use serde::de::DeserializeOwned;
use serde::Serialize;
use std::time::Duration;
use thiserror::Error;
use tokio::io::{AsyncBufRead, AsyncBufReadExt, AsyncReadExt, AsyncWrite, AsyncWriteExt};
use tokio::time::timeout;
use tracing::trace;

// Wire framing constants
pub const MAX_LINE_BYTES: usize = 64 * 1024;
pub const DEFAULT_READ_TIMEOUT: Duration = Duration::from_secs(6);
pub const DEFAULT_WRITE_TIMEOUT: Duration = Duration::from_secs(6);

/// Configuration for line framing
#[derive(Debug, Clone)]
pub struct WireConfig {
    /// Maximum accepted length of a single line, newline excluded
    pub max_line_bytes: usize,
    /// Timeout applied by [`LineCodec::read_frame_timed`]
    pub read_timeout: Duration,
    /// Timeout applied by [`LineCodec::write_frame_timed`]
    pub write_timeout: Duration,
}

impl Default for WireConfig {
    fn default() -> Self {
        Self {
            max_line_bytes: MAX_LINE_BYTES,
            read_timeout: DEFAULT_READ_TIMEOUT,
            write_timeout: DEFAULT_WRITE_TIMEOUT,
        }
    }
}

/// Errors that can occur while framing messages on the wire
#[derive(Error, Debug)]
pub enum WireError {
    /// The peer closed the stream cleanly, before any byte of a new line
    #[error("connection closed")]
    ConnectionClosed,

    /// The stream ended in the middle of a line
    #[error("stream ended mid-line after {got} bytes")]
    TruncatedLine { got: usize },

    /// A line exceeded the configured maximum
    #[error("line exceeds maximum length of {max} bytes")]
    LineTooLong { max: usize },

    /// An outgoing message rendered to more than one line
    #[error("message contains an embedded newline")]
    EmbeddedNewline,

    /// An incoming line was not a well-formed message
    #[error("malformed message: {0}")]
    Malformed(#[source] serde_json::Error),

    /// An outgoing message failed to serialize
    #[error("message encoding failed: {0}")]
    Encode(#[source] serde_json::Error),

    #[error("read timed out after {timeout:?}")]
    ReadTimeout { timeout: Duration },

    #[error("write timed out after {timeout:?}")]
    WriteTimeout { timeout: Duration },

    #[error("I/O error: {0}")]
    Io(#[from] std::io::Error),
}

impl WireError {
    /// Whether this error is a transport fault, as opposed to a framing or
    /// encoding fault. Transport faults are the ones worth retrying on a
    /// fresh connection.
    pub fn is_transport(&self) -> bool {
        matches!(
            self,
            WireError::ConnectionClosed
                | WireError::TruncatedLine { .. }
                | WireError::ReadTimeout { .. }
                | WireError::WriteTimeout { .. }
                | WireError::Io(_)
        )
    }
}

/// Newline-delimited message framing over any async byte stream.
///
/// Each message is one UTF-8 text line terminated by `\n`; writes are
/// flushed immediately so a frame is never left sitting in a buffer.
#[derive(Debug, Clone, Default)]
pub struct LineCodec {
    config: WireConfig,
}

impl LineCodec {
    pub fn new(config: WireConfig) -> Self {
        Self { config }
    }

    pub fn config(&self) -> &WireConfig {
        &self.config
    }

    /// Render a message to its single-line form, newline excluded.
    pub fn encode<T: Serialize>(&self, message: &T) -> Result<String, WireError> {
        let line = serde_json::to_string(message).map_err(WireError::Encode)?;
        if line.contains('\n') {
            return Err(WireError::EmbeddedNewline);
        }
        if line.len() > self.config.max_line_bytes {
            return Err(WireError::LineTooLong {
                max: self.config.max_line_bytes,
            });
        }
        Ok(line)
    }

    /// Write one message as one line and flush it.
    pub async fn write_frame<W, T>(&self, writer: &mut W, message: &T) -> Result<(), WireError>
    where
        W: AsyncWrite + Unpin,
        T: Serialize,
    {
        let line = self.encode(message)?;
        writer.write_all(line.as_bytes()).await?;
        writer.write_all(b"\n").await?;
        writer.flush().await?;
        trace!(bytes = line.len() + 1, "wrote frame");
        Ok(())
    }

    /// Read one line and decode it into a message.
    ///
    /// Returns [`WireError::ConnectionClosed`] when the stream ends before
    /// the first byte of a line, which is the peer's normal way of hanging
    /// up between messages.
    pub async fn read_frame<R, T>(&self, reader: &mut R) -> Result<T, WireError>
    where
        R: AsyncBufRead + Unpin,
        T: DeserializeOwned,
    {
        let max = self.config.max_line_bytes;
        let mut line = String::new();
        // Reading through a cap keeps a hostile peer from growing the
        // buffer without bound before the length check runs.
        let mut limited = reader.take(max as u64 + 1);
        let n = limited.read_line(&mut line).await?;
        if n == 0 {
            return Err(WireError::ConnectionClosed);
        }
        if !line.ends_with('\n') {
            if line.len() > max {
                return Err(WireError::LineTooLong { max });
            }
            return Err(WireError::TruncatedLine { got: line.len() });
        }
        let text = line.trim_end_matches('\n').trim_end_matches('\r');
        trace!(bytes = n, "read frame");
        serde_json::from_str(text).map_err(WireError::Malformed)
    }

    /// [`Self::write_frame`] bounded by the configured write timeout.
    pub async fn write_frame_timed<W, T>(
        &self,
        writer: &mut W,
        message: &T,
    ) -> Result<(), WireError>
    where
        W: AsyncWrite + Unpin,
        T: Serialize,
    {
        match timeout(self.config.write_timeout, self.write_frame(writer, message)).await {
            Ok(result) => result,
            Err(_) => Err(WireError::WriteTimeout {
                timeout: self.config.write_timeout,
            }),
        }
    }

    /// [`Self::read_frame`] bounded by the configured read timeout.
    pub async fn read_frame_timed<R, T>(&self, reader: &mut R) -> Result<T, WireError>
    where
        R: AsyncBufRead + Unpin,
        T: DeserializeOwned,
    {
        match timeout(self.config.read_timeout, self.read_frame(reader)).await {
            Ok(result) => result,
            Err(_) => Err(WireError::ReadTimeout {
                timeout: self.config.read_timeout,
            }),
        }
    }
}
▬▬▬▬▬▬▬▬▬▬
* Exercise details *
Your reply should contain every entry, repeated exactly.

* Response to this task *
use serde::de::DeserializeOwned;
use serde::Serialize;
use std::time::Duration;
use thiserror::Error;
use tokio::io::{AsyncBufRead, AsyncBufReadExt, AsyncReadExt, AsyncWrite, AsyncWriteExt};
use tokio::time::timeout;
use tracing::trace;

// Wire framing constants
pub const MAX_LINE_BYTES: usize = 64 * 1024;
pub const DEFAULT_READ_TIMEOUT: Duration = Duration::from_secs(6);
pub const DEFAULT_WRITE_TIMEOUT: Duration = Duration::from_secs(6);

/// Configuration for line framing
#[derive(Debug, Clone)]
pub struct WireConfig {
    /// Maximum accepted length of a single line, newline excluded
    pub max_line_bytes: usize,
    /// Timeout applied by [`LineCodec::read_frame_timed`]
    pub read_timeout: Duration,
    /// Timeout applied by [`LineCodec::write_frame_timed`]
    pub write_timeout: Duration,
}

impl Default for WireConfig {
    fn default() -> Self {
        Self {
            max_line_bytes: MAX_LINE_BYTES,
            read_timeout: DEFAULT_READ_TIMEOUT,
            write_timeout: DEFAULT_WRITE_TIMEOUT,
        }
    }
}

/// Errors that can occur while framing messages on the wire
#[derive(Error, Debug)]
pub enum WireError {
    /// The peer closed the stream cleanly, before any byte of a new line
    #[error("connection closed")]
    ConnectionClosed,

    /// The stream ended in the middle of a line
    #[error("stream ended mid-line after {got} bytes")]
    TruncatedLine { got: usize },

    /// A line exceeded the configured maximum
    #[error("line exceeds maximum length of {max} bytes")]
    LineTooLong { max: usize },

    /// An outgoing message rendered to more than one line
    #[error("message contains an embedded newline")]
    EmbeddedNewline,

    /// An incoming line was not a well-formed message
    #[error("malformed message: {0}")]
    Malformed(#[source] serde_json::Error),

    /// An outgoing message failed to serialize
    #[error("message encoding failed: {0}")]
    Encode(#[source] serde_json::Error),

    #[error("read timed out after {timeout:?}")]
    ReadTimeout { timeout: Duration },

    #[error("write timed out after {timeout:?}")]
    WriteTimeout { timeout: Duration },

    #[error("I/O error: {0}")]
    Io(#[from] std::io::Error),
}

impl WireError {
    /// Whether this error is a transport fault, as opposed to a framing or
    /// encoding fault. Transport faults are the ones worth retrying on a
    /// fresh connection.
    pub fn is_transport(&self) -> bool {
        matches!(
            self,
            WireError::ConnectionClosed
                | WireError::TruncatedLine { .. }
                | WireError::ReadTimeout { .. }
                | WireError::WriteTimeout { .. }
                | WireError::Io(_)
        )
    }
}

/// Newline-delimited message framing over any async byte stream.
///
/// Each message is one UTF-8 text line terminated by `\n`; writes are
/// flushed immediately so a frame is never left sitting in a buffer.
#[derive(Debug, Clone, Default)]
pub struct LineCodec {
    config: WireConfig,
}

impl LineCodec {
    pub fn new(config: WireConfig) -> Self {
        Self { config }
    }

    pub fn config(&self) -> &WireConfig {
        &self.config
    }

    /// Render a message to its single-line form, newline excluded.
    pub fn encode<T: Serialize>(&self, message: &T) -> Result<String, WireError> {
        let line = serde_json::to_string(message).map_err(WireError::Encode)?;
        if line.contains('\n') {
            return Err(WireError::EmbeddedNewline);
        }
        if line.len() > self.config.max_line_bytes {
            return Err(WireError::LineTooLong {
                max: self.config.max_line_bytes,
            });
        }
        Ok(line)
    }

    /// Write one message as one line and flush it.
    pub async fn write_frame<W, T>(&self, writer: &mut W, message: &T) -> Result<(), WireError>
    where
        W: AsyncWrite + Unpin,
        T: Serialize,
    {
        let line = self.encode(message)?;
        writer.write_all(line.as_bytes()).await?;
        writer.write_all(b"\n").await?;
        writer.flush().await?;
        trace!(bytes = line.len() + 1, "wrote frame");
        Ok(())
    }

    /// Read one line and decode it into a message.
    ///
    /// Returns [`WireError::ConnectionClosed`] when the stream ends before
    /// the first byte of a line, which is the peer's normal way of hanging
    /// up between messages.
    pub async fn read_frame<R, T>(&self, reader: &mut R) -> Result<T, WireError>
    where
        R: AsyncBufRead + Unpin,
        T: DeserializeOwned,
    {
        let max = self.config.max_line_bytes;
        let mut line = String::new();
        // Reading through a cap keeps a hostile peer from growing the
        // buffer without bound before the length check runs.
        let mut limited = reader.take(max as u64 + 1);
        let n = limited.read_line(&mut line).await?;
        if n == 0 {
            return Err(WireError::ConnectionClosed);
        }
        if !line.ends_with('\n') {
            if line.len() > max {
                return Err(WireError::LineTooLong { max });
            }
            return Err(WireError::TruncatedLine { got: line.len() });
        }
        let text = line.trim_end_matches('\n').trim_end_matches('\r');
        trace!(bytes = n, "read frame");
        serde_json::from_str(text).map_err(WireError::Malformed)
    }

    /// [`Self::write_frame`] bounded by the configured write timeout.
    pub async fn write_frame_timed<W, T>(
        &self,
        writer: &mut W,
        message: &T,
    ) -> Result<(), WireError>
    where
        W: AsyncWrite + Unpin,
        T: Serialize,
    {
        match timeout(self.config.write_timeout, self.write_frame(writer, message)).await {
            Ok(result) => result,
            Err(_) => Err(WireError::WriteTimeout {
                timeout: self.config.write_timeout,
            }),
        }
    }

    /// [`Self::read_frame`] bounded by the configured read timeout.
    pub async fn read_frame_timed<R, T>(&self, reader: &mut R) -> Result<T, WireError>
    where
        R: AsyncBufRead + Unpin,
        T: DeserializeOwned,
    {
        match timeout(self.config.read_timeout, self.read_frame(reader)).await {
            Ok(result) => result,
            Err(_) => Err(WireError::ReadTimeout {
                timeout: self.config.read_timeout,
            }),
        }
    }
}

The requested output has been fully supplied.